[Stored data entries]
**********

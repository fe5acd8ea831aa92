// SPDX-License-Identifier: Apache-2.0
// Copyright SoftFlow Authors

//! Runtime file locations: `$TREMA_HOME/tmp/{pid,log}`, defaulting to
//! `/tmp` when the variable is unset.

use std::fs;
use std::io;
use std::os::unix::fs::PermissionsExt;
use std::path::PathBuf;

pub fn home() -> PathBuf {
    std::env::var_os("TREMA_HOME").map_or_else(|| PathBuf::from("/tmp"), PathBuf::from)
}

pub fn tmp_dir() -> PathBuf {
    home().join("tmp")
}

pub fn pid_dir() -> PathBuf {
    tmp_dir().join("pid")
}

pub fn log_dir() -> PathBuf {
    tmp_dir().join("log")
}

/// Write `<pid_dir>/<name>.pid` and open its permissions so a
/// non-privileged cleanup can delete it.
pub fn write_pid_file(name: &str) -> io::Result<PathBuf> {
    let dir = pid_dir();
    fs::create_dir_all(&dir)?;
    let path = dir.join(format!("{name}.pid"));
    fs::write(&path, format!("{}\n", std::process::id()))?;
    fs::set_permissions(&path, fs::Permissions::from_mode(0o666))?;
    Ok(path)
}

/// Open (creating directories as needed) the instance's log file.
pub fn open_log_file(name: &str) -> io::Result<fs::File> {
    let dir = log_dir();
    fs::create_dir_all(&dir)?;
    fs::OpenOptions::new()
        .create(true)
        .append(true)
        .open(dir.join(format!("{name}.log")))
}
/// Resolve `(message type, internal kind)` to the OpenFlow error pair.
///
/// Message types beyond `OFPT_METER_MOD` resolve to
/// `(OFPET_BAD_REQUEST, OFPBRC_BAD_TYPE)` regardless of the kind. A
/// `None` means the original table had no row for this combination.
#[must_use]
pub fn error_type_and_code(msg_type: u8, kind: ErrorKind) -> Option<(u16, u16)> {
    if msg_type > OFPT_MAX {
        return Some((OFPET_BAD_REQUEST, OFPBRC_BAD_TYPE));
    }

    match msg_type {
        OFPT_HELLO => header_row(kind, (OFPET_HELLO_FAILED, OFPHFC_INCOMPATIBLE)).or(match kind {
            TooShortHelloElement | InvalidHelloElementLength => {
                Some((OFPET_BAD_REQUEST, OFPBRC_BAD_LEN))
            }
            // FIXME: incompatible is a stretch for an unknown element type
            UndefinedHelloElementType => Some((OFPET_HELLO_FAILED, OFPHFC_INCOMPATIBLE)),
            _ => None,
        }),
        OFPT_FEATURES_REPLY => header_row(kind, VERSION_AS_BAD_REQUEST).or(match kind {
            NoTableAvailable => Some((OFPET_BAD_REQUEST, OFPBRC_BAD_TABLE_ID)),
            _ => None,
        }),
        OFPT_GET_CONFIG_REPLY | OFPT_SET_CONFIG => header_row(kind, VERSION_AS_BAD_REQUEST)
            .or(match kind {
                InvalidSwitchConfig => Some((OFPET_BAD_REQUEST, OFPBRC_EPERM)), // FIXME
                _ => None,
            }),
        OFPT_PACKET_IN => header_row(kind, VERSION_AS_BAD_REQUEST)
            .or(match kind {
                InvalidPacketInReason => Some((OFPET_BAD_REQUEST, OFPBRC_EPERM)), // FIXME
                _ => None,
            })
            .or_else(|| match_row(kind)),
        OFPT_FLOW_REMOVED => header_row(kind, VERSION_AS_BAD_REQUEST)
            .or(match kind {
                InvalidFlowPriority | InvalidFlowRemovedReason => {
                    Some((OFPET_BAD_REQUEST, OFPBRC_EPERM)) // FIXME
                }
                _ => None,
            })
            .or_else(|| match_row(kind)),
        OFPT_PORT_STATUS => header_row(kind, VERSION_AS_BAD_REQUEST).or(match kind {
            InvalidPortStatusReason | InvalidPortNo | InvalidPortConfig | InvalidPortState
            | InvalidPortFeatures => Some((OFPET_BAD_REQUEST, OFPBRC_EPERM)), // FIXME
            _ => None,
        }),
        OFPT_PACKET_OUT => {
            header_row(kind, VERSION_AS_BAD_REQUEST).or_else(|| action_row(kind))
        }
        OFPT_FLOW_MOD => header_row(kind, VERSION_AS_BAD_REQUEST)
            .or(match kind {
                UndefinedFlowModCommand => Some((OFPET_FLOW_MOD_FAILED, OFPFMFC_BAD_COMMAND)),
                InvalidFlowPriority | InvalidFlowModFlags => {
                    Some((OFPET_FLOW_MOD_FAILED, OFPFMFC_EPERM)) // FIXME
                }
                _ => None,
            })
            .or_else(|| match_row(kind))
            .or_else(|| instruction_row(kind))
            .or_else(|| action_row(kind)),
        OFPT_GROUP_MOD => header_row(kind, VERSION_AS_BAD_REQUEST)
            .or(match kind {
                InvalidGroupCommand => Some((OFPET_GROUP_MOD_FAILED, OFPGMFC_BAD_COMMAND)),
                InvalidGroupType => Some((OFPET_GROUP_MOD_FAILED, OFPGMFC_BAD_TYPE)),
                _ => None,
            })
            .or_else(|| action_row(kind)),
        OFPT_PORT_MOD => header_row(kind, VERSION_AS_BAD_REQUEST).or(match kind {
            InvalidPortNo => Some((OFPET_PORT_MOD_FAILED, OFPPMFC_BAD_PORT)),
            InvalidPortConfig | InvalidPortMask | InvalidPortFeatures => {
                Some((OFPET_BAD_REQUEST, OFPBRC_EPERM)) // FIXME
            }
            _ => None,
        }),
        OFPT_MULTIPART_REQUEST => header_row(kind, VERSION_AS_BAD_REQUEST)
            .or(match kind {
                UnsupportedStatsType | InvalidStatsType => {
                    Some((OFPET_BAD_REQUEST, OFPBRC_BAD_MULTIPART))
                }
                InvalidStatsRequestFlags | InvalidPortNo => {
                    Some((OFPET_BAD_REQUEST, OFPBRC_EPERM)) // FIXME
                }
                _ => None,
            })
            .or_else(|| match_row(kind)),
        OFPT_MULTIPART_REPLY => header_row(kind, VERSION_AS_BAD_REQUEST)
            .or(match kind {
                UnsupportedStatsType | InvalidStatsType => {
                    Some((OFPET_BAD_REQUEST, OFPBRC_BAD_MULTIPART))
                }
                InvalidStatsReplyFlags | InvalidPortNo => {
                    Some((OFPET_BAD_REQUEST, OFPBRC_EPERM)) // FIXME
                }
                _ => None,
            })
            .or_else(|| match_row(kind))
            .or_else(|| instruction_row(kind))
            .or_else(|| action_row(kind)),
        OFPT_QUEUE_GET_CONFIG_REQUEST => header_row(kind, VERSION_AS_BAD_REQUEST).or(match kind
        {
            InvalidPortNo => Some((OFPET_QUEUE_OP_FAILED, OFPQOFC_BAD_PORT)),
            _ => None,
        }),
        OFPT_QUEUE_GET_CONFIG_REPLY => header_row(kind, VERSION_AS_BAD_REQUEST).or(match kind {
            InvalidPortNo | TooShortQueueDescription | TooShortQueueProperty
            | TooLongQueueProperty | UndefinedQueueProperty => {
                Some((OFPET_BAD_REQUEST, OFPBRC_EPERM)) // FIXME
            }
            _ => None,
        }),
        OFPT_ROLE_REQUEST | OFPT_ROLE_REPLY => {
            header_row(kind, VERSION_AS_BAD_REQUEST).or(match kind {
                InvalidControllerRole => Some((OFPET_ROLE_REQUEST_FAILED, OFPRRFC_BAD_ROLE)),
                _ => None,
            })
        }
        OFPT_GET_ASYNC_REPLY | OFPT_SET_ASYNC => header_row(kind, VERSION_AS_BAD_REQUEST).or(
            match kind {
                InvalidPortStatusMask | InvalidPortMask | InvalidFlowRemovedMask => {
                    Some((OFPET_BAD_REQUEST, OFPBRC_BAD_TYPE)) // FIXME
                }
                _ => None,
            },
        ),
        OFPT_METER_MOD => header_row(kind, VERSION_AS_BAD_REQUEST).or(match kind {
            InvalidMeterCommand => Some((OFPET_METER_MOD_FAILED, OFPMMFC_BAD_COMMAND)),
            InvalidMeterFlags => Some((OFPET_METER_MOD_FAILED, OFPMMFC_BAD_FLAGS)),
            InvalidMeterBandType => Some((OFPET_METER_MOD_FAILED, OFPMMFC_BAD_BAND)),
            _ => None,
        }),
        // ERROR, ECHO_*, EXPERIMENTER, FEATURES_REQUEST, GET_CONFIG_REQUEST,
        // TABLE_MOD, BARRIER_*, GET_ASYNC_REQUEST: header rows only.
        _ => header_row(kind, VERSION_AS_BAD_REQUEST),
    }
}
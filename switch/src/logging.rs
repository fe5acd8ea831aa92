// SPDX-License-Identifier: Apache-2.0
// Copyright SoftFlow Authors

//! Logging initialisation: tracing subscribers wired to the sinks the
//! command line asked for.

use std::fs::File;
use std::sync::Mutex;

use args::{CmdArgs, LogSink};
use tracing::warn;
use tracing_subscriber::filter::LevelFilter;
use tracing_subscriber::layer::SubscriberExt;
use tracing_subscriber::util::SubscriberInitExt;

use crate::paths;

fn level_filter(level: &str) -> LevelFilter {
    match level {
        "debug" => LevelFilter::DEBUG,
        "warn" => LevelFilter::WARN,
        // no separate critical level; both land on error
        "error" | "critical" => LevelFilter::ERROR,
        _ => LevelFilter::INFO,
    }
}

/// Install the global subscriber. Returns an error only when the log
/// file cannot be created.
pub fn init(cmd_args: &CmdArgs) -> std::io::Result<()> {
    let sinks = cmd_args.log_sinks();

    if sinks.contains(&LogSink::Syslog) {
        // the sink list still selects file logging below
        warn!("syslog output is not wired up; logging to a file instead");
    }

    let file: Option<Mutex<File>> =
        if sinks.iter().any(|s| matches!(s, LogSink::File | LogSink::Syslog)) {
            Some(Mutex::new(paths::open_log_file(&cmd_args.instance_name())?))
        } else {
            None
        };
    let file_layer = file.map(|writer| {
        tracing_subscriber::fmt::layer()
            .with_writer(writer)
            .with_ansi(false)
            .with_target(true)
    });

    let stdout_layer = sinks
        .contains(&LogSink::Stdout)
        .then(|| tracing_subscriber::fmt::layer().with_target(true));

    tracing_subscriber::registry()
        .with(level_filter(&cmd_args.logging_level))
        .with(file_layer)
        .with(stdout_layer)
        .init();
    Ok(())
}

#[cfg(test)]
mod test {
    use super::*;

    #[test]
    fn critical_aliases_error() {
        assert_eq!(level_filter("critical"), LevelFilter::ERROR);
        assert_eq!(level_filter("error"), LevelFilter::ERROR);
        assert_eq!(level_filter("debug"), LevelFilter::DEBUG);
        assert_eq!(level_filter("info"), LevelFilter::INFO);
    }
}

**********

Looking at the data above, say how many lines include the string "InvalidPortNo" and add nothing.

Your response:
6